Monitoring Agents Need Patience, Not Persistence

New research on long-running AI agents shows that the default 'keep acting' loop wastes tokens and misses events. Engineering leaders deploying agents in production need to design for sustained attention, not continuous action.

Anystack Engineering

Most production AI agents are built around a simple loop: think, call a tool, observe, repeat. That works for short tasks. It falls apart the moment an agent is asked to watch a build pipeline, wait for a customer reply, or monitor a deployment for regressions over the next four hours.

A paper published this week, SentinelBench: A Benchmark for Long-Running Monitoring Agents, formalises something engineering teams have been discovering the expensive way. The default agent behaviour — continuous action — is the wrong model for any task that spans more than a few minutes. What's needed instead is sustained attention: the ability to wait quietly, notice when an external event makes progress possible, and respond promptly without burning tokens in the meantime.

This matters because the gap between demo-grade agents and production-grade agents is widening, and monitoring workloads are where the gap shows up first on the invoice.

What the research actually found

SentinelBench evaluates agents on tasks where the right action, most of the time, is no action. Watching a long-running job. Polling for an event that may take hours. Detecting drift in a metric stream. The benchmark separates two failure modes that conventional agent evals collapse together.

The first failure mode is false urgency: agents that keep issuing tool calls, refreshing state, and trying to force progress when the correct behaviour is to wait. This inflates token spend, exhausts rate limits on downstream APIs, and crowds out genuine signals when they do arrive.

The second failure mode is missed events: agents that go quiet but never wake up. Context decays, the model forgets what it was meant to be watching for, and the triggering event passes unnoticed.

The benchmark shows that current frontier models, when given a long-horizon monitoring task, lean heavily toward the first failure mode. They act when they should wait. A 4-hour monitoring task can cost an order of magnitude more than necessary because the agent treats inactivity as a problem to be solved rather than the correct state.

Why this hits enterprise deployments hardest

The agent use cases that enterprise teams are actually building — incident triage assistants, deployment watchers, contract monitoring, fraud review queues — are almost all long-running. They look superficially like the chat-style tasks agents are good at, but the underlying execution profile is fundamentally different.

Three consequences follow.

First, token cost forecasts based on demo workloads are wrong by 5–20x. The Cloudflare team made this point sharply in their recent post on AI Gateway spend limits, where they observed runaway token bills as the primary support issue from customers running agents in production. Spend caps are a backstop, not a fix.

Second, observability tooling built for request/response services misses the failure mode entirely. A monitoring agent that sits silent for four hours and then misses its trigger event looks healthy in every dashboard.
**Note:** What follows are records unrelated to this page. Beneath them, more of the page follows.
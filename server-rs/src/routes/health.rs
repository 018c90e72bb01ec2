use axum::{extract::State, Json};
use serde_json::{json, Value};

use crate::AppState;

pub async fn health(State(state): State<AppState>) -> Json<Value> {
    let store_ok = state.store.ping().await;
    let redis_ok = state.cache.health_check().await;
    // A configured Redis that failed to connect still counts as required.
    let redis_required = state.cache.is_configured();

    let status = if store_ok && (redis_ok || !redis_required) {
        "healthy"
    } else {
        "degraded"
    };
    Json(json!({
        "status": status,
        "store": store_ok,
        "redis": redis_ok,
        "stripe": state.stripe.is_some(),
        "timestamp": chrono::Utc::now(),
    }))
}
It has no errors, no high latency, no anomalous behaviour. It just quietly fails to do its job.

Third, the architectural fix is not 'better prompts'. It's a different control loop — one that includes external event sources, durable state, and explicit wake conditions. This is platform engineering, not prompt engineering.
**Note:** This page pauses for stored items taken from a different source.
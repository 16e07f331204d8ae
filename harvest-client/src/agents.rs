//! Agent launch and output endpoints

use async_trait::async_trait;
use harvest_core::RawOutput;
use serde::{Deserialize, Serialize};
use tracing::debug;

use crate::error::Result;
use crate::{AgentApi, AgentClient};

/// Request body for launching an agent
#[derive(Debug, Serialize)]
struct LaunchRequest<'a> {
    id: &'a str,
}

/// Response from the launch endpoint
///
/// `container_id` is the handle for all subsequent output fetches.
/// The platform has been observed to omit it on partially failed
/// launches, so it is optional here and validated by the launcher.
#[derive(Debug, Clone, Deserialize)]
#[serde(rename_all = "camelCase")]
pub struct LaunchResponse {
    #[serde(default)]
    pub container_id: Option<String>,
}

impl AgentClient {
    /// Launch one run of the given agent.
    ///
    /// `POST {base}/api/v2/agents/launch` with the agent id; returns
    /// the container handle for the run. Rate limiting surfaces as an
    /// API error with status 429 (see
    /// [`ClientError::is_rate_limited`](crate::ClientError::is_rate_limited)).
    pub async fn launch_agent(&self, agent_id: &str) -> Result<LaunchResponse> {
        let url = format!("{}/api/v2/agents/launch", self.base_url());
        debug!(agent_id, "launching agent");

        let response = self
            .authed(self.client.post(&url))
            .json(&LaunchRequest { id: agent_id })
            .send()
            .await?;

        self.handle_response(response).await
    }

    /// Fetch the current output document for a container.
    ///
    /// `GET {base}/api/v2/containers/fetch-output?id={container_id}`.
    /// The body is returned verbatim: the `output` field inside it is
    /// polymorphic (log string, array, object, or null while the run
    /// is still in progress) and is interpreted by the caller.
    pub async fn fetch_output(&self, container_id: &str) -> Result<RawOutput> {
        let url = format!(
            "{}/api/v2/containers/fetch-output?id={}",
            self.base_url(),
            container_id
        );
        debug!(container_id, "fetching container output");

        let response = self.authed(self.client.get(&url)).send().await?;

        self.handle_response(response).await
    }
}

#[async_trait]
impl AgentApi for AgentClient {
    async fn launch_agent(&self, agent_id: &str) -> Result<LaunchResponse> {
        AgentClient::launch_agent(self, agent_id).await
    }

    async fn fetch_output(&self, container_id: &str) -> Result<RawOutput> {
        AgentClient::fetch_output(self, container_id).await
    }
}

#[cfg(test)]
mod tests {
    use super::*;

    #[test]
    fn test_launch_response_tolerates_missing_container_id() {
        let resp: LaunchResponse = serde_json::from_str("{}").unwrap();
        assert!(resp.container_id.is_none());

        let resp: LaunchResponse =
            serde_json::from_str(r#"{"containerId": "abc-123"}"#).unwrap();
        assert_eq!(resp.container_id.as_deref(), Some("abc-123"));
    }
}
Three actions for engineering leaders this week

Audit your agent inventory by time horizon, not by use case. For every agent in or near production, classify it as short-horizon (under 60 seconds), medium (minutes), or long-horizon (hours or more). Long-horizon agents need a different runtime — typically event-driven with durable state — and almost certainly need to be rebuilt rather than tuned. If your team can't answer this question quickly, that's the finding.

Instrument cost-per-completed-task, not cost-per-call. Token spend per API call tells you nothing about whether an agent is working efficiently. A monitoring agent that polls 400 times to detect one event has the same per-call cost as one that uses webhooks and wakes once. Build a dashboard that surfaces tokens consumed per business outcome delivered, and you'll find the runaway agents within a day.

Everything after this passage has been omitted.